# Your task:
Which lines of the records hold the string "return"? Report only how many of them there are.

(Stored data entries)
((
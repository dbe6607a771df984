// Copyright (c) 2025 Felix Kahle.
//
// Permission is hereby granted, free of charge, to any person obtaining
// a copy of this software and associated documentation files (the
// "Software"), to deal in the Software without restriction, including
// without limitation the rights to use, copy, modify, merge, publish,
// distribute, sublicense, and/or sell copies of the Software, and to
// permit persons to whom the Software is furnished to do so, subject to
// the following conditions:
//
// The above copyright notice and this permission notice shall be
// included in all copies or substantial portions of the Software.
//
// THE SOFTWARE IS PROVIDED "AS IS", WITHOUT WARRANTY OF ANY KIND,
// EXPRESS OR IMPLIED, INCLUDING BUT NOT LIMITED TO THE WARRANTIES OF
// MERCHANTABILITY, FITNESS FOR A PARTICULAR PURPOSE AND
// NONINFRINGEMENT. IN NO EVENT SHALL THE AUTHORS OR COPYRIGHT HOLDERS BE
// LIABLE FOR ANY CLAIM, DAMAGES OR OTHER LIABILITY, WHETHER IN AN ACTION
// OF CONTRACT, TORT OR OTHERWISE, ARISING FROM, OUT OF OR IN CONNECTION
// WITH THE SOFTWARE OR THE USE OR OTHER DEALINGS IN THE SOFTWARE.

//! Integer powers, roots, logarithms, divisors, factorials and sign
//! transfer.
//!
//! ## Safety
//!
//! `err` may be null; otherwise it must be valid for writes of a `bool`.

use crate::sink;
use flightnum_core::math::imath;

macro_rules! ffi_count_op {
    ($op:ident, $t:ident, $count:ident, $what:literal) => {
        paste::paste! {
            #[doc = $what " of a `" $t "`."]
            ///
            /// # Safety
            ///
            /// `err` must be null or valid for writes.
            #[no_mangle]
            pub unsafe extern "C" fn [<fnum_ $op _ $t>](v: $t, $count: i32, err: *mut bool) -> $t {
                imath::[<$op _ $t>](v, $count, unsafe { sink(err) })
            }
        }
    };
}

macro_rules! ffi_imath_ops {
    ($($t:ident)*) => {$(
        ffi_count_op!(pow, $t, n, "Power");
        ffi_count_op!(root, $t, n, "Integer root");
        ffi_count_op!(log, $t, base, "Integer logarithm");

        paste::paste! {
            /// Greatest common divisor.
            ///
            /// # Safety
            ///
            /// `err` must be null or valid for writes.
            #[no_mangle]
            pub unsafe extern "C" fn [<fnum_gcd_ $t>](a: $t, b: $t, err: *mut bool) -> $t {
                imath::[<gcd_ $t>](a, b, unsafe { sink(err) })
            }

            /// Least common multiple.
            ///
            /// # Safety
            ///
            /// `err` must be null or valid for writes.
            #[no_mangle]
            pub unsafe extern "C" fn [<fnum_lcm_ $t>](a: $t, b: $t, err: *mut bool) -> $t {
                imath::[<lcm_ $t>](a, b, unsafe { sink(err) })
            }

            /// Factorial.
            ///
            /// # Safety
            ///
            /// `err` must be null or valid for writes.
            #[no_mangle]
            pub unsafe extern "C" fn [<fnum_fact_ $t>](v: $t, err: *mut bool) -> $t {
                imath::[<fact_ $t>](v, unsafe { sink(err) })
            }
        }
    )*};
}

macro_rules! ffi_apply_sign {
    ($($t:ident)*) => {$(
        paste::paste! {
            /// Magnitude of `mag` with the sign of `sign`.
            ///
            /// # Safety
            ///
            /// `err` must be null or valid for writes.
            #[no_mangle]
            pub unsafe extern "C" fn [<fnum_apply_sign_ $t>](mag: $t, sign: $t, err: *mut bool) -> $t {
                imath::[<apply_sign_ $t>](mag, sign, unsafe { sink(err) })
            }
        }
    )*};
}

ffi_imath_ops!(i8 i16 i32 i64 u8 u16 u32 u64);
ffi_apply_sign!(i8 i16 i32 i64);

/// Magnitude of `mag` with the sign bit of `sign`, on `float`.
///
/// # Safety
///
/// `err` must be null or valid for writes.
#[no_mangle]
pub unsafe extern "C" fn fnum_apply_sign_f(mag: f32, sign: f32, err: *mut bool) -> f32 {
    imath::apply_sign_f(mag, sign, unsafe { sink(err) })
}

/// Magnitude of `mag` with the sign bit of `sign`, on `double`.
///
/// # Safety
///
/// `err` must be null or valid for writes.
#[no_mangle]
pub unsafe extern "C" fn fnum_apply_sign_d(mag: f64, sign: f64, err: *mut bool) -> f64 {
    imath::apply_sign_d(mag, sign, unsafe { sink(err) })
}
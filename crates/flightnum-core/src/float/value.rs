// Copyright (c) 2025 Felix Kahle.
//
// Permission is hereby granted, free of charge, to any person obtaining
// a copy of this software and associated documentation files (the
// "Software"), to deal in the Software without restriction, including
// without limitation the rights to use, copy, modify, merge, publish,
// distribute, sublicense, and/or sell copies of the Software, and to
// permit persons to whom the Software is furnished to do so, subject to
// the following conditions:
//
// The above copyright notice and this permission notice shall be
// included in all copies or substantial portions of the Software.
//
// THE SOFTWARE IS PROVIDED "AS IS", WITHOUT WARRANTY OF ANY KIND,
// EXPRESS OR IMPLIED, INCLUDING BUT NOT LIMITED TO THE WARRANTIES OF
// MERCHANTABILITY, FITNESS FOR A PARTICULAR PURPOSE AND
// NONINFRINGEMENT. IN NO EVENT SHALL THE AUTHORS OR COPYRIGHT HOLDERS BE
// LIABLE FOR ANY CLAIM, DAMAGES OR OTHER LIABILITY, WHETHER IN AN ACTION
// OF CONTRACT, TORT OR OTHERWISE, ARISING FROM, OUT OF OR IN CONNECTION
// WITH THE SOFTWARE OR THE USE OR OTHER DEALINGS IN THE SOFTWARE.

//! Special values and unit-in-the-last-place.

use crate::env::{FloatRepr, FLOAT_REPR};
use crate::error::{ErrorKind, NumError, SaturateExt};
use crate::float::bits::IeeeFloat;
use crate::float::classify::{is_inf, is_nan, sign_bit};
use num_traits::{CheckedAdd, One};

/// The canonical quiet NaN: positive sign, exponent all ones, only the
/// mantissa MSB set. The largest finite value on non-IEEE hosts.
///
/// # Examples
///
/// ```rust
/// # use flightnum_core::float::value::nan;
/// # #[cfg(not(feature = "non-ieee-float"))]
/// assert_eq!(nan::<f32>().to_bits(), 0x7FC0_0000);
/// ```
#[inline]
pub fn nan<F: IeeeFloat>() -> F {
    match FLOAT_REPR {
        FloatRepr::Ieee754 => {
            let quiet = F::Bits::one() << (F::MANT_LEN as usize - 1);
            F::from_raw_bits(F::EXP_MASK | quiet)
        }
        FloatRepr::Other => F::MAX,
    }
}

/// Positive infinity. The largest finite value on non-IEEE hosts.
#[inline]
pub fn inf<F: IeeeFloat>() -> F {
    match FLOAT_REPR {
        FloatRepr::Ieee754 => F::from_raw_bits(F::EXP_MASK),
        FloatRepr::Other => F::MAX,
    }
}

/// Distance from `v` to the next representable value away from zero.
///
/// `ulp(±inf)` is `+inf`, and so is `ulp(MAX)`.
///
/// # Errors
///
/// NaN input yields [`ErrorKind::NotANumber`] with a NaN fallback.
///
/// # Examples
///
/// ```rust
/// # use flightnum_core::float::value::try_ulp;
/// assert_eq!(try_ulp(1.0f32), Ok(f32::EPSILON));
/// assert_eq!(try_ulp(-1.0f64), Ok(f64::EPSILON));
/// assert_eq!(try_ulp(f64::MAX), Ok(f64::INFINITY));
/// ```
pub fn try_ulp<F: IeeeFloat>(v: F) -> Result<F, NumError<F>> {
    if is_nan(v) {
        return Err(NumError::new(ErrorKind::NotANumber, nan()));
    }
    if is_inf(v) {
        return Ok(inf());
    }
    // Only the all-ones pattern has no successor; it is NaN under IEEE.
    let Some(bits) = CheckedAdd::checked_add(&v.to_raw_bits(), &F::Bits::one()) else {
        return Err(NumError::new(ErrorKind::Overflow, inf()));
    };
    let next = F::from_raw_bits(bits);
    Ok(if sign_bit(v) { v - next } else { next - v })
}

macro_rules! value_suffix_fns {
    ($t:ident, $suffix:ident) => {
        paste::paste! {
            #[doc = "Canonical quiet NaN of `" $t "`."]
            #[inline]
            pub fn [<nan_ $suffix>]() -> $t { nan() }

            #[doc = "Positive infinity of `" $t "`."]
            #[inline]
            pub fn [<inf_ $suffix>]() -> $t { inf() }

            #[doc = "Unit in the last place of `v`; NaN raises `err`."]
            #[inline]
            pub fn [<ulp_ $suffix>](v: $t, err: Option<&mut bool>) -> $t {
                try_ulp(v).saturate(err)
            }
        }
    };
}

value_suffix_fns!(f32, f);
value_suffix_fns!(f64, d);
))
# Answer section:
3